Dataset entries:
------------
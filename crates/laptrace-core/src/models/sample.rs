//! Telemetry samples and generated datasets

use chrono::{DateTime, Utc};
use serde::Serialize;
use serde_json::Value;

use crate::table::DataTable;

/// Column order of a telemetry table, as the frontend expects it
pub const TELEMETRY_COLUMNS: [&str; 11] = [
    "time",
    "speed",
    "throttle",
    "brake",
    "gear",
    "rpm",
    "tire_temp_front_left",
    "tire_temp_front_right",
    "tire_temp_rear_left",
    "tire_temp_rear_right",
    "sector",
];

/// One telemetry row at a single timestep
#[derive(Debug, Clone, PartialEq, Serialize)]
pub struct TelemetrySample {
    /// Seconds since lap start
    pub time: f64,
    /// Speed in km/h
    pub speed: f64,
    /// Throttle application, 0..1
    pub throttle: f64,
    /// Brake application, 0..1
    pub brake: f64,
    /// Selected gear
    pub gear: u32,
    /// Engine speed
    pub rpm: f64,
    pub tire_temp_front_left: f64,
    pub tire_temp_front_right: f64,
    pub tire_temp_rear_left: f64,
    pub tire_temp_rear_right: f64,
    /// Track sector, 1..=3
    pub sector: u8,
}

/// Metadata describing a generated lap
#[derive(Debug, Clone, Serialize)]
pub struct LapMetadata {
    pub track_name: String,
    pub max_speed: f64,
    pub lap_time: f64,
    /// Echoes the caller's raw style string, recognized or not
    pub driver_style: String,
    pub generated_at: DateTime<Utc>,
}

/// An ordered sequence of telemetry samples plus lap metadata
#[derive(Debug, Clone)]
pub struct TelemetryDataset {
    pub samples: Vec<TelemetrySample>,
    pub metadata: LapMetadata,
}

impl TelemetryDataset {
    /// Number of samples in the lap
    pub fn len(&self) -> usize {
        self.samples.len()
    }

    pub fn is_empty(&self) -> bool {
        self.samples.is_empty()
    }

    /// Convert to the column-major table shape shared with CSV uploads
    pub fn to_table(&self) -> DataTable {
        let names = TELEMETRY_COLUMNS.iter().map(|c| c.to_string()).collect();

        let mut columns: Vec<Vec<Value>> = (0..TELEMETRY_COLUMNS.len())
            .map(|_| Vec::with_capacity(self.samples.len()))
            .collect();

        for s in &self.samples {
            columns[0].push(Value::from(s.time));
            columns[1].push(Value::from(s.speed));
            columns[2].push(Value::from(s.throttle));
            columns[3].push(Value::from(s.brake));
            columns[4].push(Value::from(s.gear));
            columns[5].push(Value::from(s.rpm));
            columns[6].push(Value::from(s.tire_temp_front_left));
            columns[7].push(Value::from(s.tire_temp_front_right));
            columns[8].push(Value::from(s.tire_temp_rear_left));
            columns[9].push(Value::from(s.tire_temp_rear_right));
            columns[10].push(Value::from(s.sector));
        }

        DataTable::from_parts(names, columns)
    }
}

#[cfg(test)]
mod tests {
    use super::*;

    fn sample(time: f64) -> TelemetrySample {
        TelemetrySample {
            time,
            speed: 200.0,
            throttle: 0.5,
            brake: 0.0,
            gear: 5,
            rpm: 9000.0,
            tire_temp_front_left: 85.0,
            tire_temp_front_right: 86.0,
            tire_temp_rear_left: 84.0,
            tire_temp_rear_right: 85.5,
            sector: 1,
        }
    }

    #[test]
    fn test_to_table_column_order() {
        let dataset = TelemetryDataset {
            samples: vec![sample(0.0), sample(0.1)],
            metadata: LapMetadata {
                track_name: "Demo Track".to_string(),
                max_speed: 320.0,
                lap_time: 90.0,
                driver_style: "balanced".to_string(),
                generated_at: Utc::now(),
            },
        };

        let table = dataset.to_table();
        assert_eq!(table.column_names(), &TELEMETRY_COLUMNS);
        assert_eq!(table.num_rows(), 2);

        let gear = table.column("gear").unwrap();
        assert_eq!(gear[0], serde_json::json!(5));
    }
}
------------
Some lines above may hold the word "TelemetryDataset"; say how many do, giving nothing besides the number.

> [Your response]: 3